(Directions for this task):
One number, and no other words, should make up the answer: how many lines of the listing contain the string "return".

(Material provided):
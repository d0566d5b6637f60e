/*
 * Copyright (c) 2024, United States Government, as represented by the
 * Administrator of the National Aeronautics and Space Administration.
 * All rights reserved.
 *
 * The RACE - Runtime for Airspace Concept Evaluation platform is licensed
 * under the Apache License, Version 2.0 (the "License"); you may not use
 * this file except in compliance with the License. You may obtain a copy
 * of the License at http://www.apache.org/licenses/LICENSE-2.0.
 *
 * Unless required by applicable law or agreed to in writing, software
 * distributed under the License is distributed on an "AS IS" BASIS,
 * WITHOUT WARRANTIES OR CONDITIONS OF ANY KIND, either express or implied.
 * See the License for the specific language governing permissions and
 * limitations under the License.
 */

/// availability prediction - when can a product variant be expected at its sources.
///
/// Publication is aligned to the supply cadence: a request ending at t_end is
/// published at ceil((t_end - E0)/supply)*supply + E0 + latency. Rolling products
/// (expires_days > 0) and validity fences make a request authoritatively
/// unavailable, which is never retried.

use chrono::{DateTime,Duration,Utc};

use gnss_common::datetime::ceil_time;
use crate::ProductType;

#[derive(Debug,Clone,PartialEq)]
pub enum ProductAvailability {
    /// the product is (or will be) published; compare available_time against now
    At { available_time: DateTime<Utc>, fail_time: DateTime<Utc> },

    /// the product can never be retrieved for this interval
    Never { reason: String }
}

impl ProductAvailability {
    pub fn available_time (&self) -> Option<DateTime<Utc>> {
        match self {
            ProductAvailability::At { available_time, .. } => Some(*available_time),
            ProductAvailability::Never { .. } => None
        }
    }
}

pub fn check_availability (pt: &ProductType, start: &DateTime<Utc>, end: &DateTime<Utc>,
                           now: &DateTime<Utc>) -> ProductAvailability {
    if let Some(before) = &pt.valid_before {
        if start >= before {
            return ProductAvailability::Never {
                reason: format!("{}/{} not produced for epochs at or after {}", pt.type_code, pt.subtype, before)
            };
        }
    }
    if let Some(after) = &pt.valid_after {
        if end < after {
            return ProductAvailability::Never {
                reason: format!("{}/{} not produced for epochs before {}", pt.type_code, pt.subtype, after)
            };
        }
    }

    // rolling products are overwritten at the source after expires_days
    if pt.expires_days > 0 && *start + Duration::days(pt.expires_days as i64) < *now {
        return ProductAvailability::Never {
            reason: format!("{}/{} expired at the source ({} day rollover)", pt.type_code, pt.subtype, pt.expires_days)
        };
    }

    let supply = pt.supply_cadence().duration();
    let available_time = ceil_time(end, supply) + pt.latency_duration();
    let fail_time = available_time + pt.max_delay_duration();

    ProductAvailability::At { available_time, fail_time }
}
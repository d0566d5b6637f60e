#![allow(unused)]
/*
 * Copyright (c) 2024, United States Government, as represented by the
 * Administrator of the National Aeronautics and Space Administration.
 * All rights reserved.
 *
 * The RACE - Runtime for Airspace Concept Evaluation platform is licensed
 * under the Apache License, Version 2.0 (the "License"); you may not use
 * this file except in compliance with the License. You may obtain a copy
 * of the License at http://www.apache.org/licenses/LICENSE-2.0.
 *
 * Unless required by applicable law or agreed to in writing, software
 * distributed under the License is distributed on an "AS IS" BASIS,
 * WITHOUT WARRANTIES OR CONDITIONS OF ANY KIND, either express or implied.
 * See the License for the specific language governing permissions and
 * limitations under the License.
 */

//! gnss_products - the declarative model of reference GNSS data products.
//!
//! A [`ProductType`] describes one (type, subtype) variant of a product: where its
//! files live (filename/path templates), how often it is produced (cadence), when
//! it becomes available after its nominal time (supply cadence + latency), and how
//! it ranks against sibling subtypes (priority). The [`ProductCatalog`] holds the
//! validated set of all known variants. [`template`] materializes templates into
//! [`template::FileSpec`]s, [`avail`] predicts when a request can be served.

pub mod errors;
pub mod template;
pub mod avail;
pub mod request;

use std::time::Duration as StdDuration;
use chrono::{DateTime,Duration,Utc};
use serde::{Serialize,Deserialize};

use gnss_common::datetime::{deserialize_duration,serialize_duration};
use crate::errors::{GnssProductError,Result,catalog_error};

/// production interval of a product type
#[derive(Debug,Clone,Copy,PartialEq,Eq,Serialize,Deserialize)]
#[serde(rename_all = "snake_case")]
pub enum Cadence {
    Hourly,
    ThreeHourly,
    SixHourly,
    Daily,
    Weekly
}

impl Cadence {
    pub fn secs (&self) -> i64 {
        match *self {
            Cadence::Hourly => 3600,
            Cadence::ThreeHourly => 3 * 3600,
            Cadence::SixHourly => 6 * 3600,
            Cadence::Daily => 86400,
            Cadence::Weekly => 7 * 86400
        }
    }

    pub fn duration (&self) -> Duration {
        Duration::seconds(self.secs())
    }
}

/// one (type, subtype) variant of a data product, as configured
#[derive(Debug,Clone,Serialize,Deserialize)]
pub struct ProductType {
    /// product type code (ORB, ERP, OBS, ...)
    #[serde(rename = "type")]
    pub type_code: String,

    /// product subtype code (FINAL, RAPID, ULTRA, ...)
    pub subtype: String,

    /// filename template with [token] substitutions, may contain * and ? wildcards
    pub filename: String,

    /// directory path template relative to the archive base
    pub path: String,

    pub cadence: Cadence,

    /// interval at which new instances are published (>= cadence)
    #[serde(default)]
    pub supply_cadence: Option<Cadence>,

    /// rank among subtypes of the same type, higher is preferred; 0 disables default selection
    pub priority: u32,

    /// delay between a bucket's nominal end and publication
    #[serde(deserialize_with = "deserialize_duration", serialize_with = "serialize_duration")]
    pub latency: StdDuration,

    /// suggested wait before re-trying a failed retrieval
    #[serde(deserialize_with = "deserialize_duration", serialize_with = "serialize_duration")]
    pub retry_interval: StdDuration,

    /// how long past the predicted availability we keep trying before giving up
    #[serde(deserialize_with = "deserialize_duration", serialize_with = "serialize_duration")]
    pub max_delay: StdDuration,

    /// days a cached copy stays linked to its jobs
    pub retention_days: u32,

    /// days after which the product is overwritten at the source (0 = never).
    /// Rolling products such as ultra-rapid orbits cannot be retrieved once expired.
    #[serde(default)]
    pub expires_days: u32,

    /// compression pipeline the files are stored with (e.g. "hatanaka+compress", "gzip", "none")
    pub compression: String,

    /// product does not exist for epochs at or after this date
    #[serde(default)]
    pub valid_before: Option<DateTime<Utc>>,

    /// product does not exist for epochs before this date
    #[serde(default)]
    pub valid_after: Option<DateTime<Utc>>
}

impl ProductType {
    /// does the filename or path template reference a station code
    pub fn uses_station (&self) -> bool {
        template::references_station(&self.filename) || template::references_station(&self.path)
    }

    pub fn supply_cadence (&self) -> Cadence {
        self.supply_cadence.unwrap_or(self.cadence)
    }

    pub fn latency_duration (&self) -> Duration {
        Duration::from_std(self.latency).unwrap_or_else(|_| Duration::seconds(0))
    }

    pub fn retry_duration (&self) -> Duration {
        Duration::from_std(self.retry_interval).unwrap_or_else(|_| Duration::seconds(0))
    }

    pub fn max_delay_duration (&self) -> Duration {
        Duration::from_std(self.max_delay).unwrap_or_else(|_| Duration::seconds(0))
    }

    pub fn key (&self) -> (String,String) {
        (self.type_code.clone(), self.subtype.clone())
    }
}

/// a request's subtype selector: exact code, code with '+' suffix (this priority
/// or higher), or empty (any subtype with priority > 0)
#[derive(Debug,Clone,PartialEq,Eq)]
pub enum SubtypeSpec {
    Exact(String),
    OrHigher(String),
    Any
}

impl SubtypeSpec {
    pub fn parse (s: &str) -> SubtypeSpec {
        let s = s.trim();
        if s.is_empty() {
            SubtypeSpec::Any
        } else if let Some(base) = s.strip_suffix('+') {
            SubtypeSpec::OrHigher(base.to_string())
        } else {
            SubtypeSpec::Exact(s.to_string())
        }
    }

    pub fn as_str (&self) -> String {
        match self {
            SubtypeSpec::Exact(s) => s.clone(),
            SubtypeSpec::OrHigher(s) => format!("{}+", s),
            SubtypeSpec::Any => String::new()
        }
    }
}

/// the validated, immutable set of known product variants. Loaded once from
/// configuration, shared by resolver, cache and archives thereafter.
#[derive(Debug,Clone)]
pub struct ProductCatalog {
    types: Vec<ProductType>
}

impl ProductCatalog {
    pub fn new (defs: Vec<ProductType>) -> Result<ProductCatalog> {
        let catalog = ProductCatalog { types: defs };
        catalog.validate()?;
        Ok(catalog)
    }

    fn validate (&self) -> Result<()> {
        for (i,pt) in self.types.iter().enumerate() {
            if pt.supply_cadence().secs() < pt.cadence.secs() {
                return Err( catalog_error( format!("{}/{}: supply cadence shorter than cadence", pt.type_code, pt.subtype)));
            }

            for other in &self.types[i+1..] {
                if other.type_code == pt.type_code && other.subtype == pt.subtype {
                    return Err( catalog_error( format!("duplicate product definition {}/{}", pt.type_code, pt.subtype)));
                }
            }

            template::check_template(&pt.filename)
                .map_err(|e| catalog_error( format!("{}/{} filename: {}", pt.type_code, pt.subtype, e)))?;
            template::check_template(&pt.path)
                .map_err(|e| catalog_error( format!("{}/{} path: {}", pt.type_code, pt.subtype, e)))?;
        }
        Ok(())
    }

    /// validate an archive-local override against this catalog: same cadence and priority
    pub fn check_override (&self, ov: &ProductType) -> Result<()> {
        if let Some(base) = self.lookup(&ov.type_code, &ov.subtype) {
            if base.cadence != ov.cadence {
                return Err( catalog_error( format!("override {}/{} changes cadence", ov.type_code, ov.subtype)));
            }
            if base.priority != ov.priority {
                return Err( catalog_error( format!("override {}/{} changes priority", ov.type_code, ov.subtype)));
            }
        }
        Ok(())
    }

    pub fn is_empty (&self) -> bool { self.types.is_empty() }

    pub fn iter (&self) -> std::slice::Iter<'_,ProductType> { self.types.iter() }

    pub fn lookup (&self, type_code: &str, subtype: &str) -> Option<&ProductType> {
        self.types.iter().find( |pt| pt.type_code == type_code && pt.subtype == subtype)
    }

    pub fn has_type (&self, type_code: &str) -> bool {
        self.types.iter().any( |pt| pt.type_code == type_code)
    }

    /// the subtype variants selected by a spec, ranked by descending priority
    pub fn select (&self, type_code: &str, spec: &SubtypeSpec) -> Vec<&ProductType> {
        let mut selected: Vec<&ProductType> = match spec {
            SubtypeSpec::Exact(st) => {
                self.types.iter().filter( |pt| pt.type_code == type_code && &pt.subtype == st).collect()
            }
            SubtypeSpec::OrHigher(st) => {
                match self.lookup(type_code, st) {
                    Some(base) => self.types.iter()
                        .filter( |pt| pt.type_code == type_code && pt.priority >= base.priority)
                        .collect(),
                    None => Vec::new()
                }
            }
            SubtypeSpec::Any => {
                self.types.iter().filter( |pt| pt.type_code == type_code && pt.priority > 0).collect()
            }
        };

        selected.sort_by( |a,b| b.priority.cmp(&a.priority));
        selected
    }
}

(Solution for this task):
7